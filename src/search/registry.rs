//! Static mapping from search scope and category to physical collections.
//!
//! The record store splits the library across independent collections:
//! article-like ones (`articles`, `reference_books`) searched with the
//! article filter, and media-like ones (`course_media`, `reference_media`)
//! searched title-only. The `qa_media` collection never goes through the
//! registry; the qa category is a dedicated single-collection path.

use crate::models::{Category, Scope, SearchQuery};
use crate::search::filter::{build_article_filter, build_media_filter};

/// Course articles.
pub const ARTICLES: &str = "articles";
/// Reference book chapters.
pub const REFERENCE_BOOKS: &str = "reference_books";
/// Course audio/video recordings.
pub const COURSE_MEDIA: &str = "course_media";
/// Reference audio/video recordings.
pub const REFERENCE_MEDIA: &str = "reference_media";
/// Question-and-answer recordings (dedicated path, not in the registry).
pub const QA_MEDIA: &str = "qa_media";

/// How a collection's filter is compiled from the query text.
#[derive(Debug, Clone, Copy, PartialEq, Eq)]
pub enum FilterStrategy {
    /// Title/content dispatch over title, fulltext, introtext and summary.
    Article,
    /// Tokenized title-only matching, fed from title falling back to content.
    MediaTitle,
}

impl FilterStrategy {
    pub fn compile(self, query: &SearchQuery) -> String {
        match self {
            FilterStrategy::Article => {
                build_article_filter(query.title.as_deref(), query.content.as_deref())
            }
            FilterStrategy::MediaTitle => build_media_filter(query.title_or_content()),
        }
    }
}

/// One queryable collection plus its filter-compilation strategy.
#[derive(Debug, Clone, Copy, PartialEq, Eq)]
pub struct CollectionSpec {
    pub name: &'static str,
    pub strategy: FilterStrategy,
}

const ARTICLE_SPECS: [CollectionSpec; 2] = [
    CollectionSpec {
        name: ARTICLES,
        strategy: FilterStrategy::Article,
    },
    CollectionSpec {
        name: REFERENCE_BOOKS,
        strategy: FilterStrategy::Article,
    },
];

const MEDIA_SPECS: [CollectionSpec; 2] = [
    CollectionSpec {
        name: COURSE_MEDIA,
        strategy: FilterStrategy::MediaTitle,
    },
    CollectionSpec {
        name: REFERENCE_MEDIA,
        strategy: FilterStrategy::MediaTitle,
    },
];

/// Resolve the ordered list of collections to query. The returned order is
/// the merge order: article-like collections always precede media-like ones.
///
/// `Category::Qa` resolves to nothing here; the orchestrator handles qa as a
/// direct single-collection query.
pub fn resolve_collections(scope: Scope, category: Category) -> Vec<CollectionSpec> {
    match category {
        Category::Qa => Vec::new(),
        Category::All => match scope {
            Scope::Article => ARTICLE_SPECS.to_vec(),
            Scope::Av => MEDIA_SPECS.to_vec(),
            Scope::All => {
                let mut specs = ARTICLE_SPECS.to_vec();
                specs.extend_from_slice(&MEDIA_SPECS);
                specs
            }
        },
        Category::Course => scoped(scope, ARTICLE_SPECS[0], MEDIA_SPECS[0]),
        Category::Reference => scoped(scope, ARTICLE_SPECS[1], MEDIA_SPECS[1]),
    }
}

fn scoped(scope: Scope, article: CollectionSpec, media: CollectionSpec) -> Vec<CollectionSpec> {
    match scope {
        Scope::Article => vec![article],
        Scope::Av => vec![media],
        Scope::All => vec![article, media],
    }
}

* * *

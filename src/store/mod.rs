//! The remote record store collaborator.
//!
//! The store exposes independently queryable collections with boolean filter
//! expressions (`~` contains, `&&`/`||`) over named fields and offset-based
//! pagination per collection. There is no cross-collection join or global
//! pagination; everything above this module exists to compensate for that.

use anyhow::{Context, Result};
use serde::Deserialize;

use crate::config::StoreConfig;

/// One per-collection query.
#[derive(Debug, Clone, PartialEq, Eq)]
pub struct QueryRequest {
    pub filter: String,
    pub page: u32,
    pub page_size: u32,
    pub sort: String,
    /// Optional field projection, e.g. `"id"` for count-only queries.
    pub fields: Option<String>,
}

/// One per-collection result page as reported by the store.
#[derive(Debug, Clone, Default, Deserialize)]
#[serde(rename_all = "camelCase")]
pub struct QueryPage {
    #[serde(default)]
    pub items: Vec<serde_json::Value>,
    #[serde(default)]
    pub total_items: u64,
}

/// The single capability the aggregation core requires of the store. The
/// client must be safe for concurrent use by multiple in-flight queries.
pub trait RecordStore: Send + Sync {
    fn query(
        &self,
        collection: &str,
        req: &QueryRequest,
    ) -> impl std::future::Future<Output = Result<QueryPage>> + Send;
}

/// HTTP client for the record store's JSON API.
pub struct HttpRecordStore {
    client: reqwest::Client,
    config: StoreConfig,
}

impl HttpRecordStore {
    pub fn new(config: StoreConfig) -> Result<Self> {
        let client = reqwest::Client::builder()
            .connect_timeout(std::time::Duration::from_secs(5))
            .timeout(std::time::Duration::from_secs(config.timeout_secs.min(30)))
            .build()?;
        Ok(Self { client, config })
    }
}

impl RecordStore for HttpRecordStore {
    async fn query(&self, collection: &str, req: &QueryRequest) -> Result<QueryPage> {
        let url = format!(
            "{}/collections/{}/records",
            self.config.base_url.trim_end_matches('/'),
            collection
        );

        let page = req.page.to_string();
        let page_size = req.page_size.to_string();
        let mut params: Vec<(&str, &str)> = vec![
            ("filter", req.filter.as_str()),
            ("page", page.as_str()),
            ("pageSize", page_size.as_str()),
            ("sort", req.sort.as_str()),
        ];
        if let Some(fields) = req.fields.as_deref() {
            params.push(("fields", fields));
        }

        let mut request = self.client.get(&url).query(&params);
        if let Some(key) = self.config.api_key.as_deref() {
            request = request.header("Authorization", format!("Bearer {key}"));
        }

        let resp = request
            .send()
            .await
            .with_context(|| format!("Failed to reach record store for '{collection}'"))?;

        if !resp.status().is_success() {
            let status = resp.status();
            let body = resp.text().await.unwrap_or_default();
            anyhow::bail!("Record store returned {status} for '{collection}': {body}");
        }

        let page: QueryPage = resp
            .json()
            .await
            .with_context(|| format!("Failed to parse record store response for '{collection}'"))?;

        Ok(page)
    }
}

## YOUR GOAL
Return every line in the listing that contains the word "queries".

## WRITTEN ANSWER
    /// Optional field projection, e.g. `"id"` for count-only queries.
/// client must be safe for concurrent use by multiple in-flight queries.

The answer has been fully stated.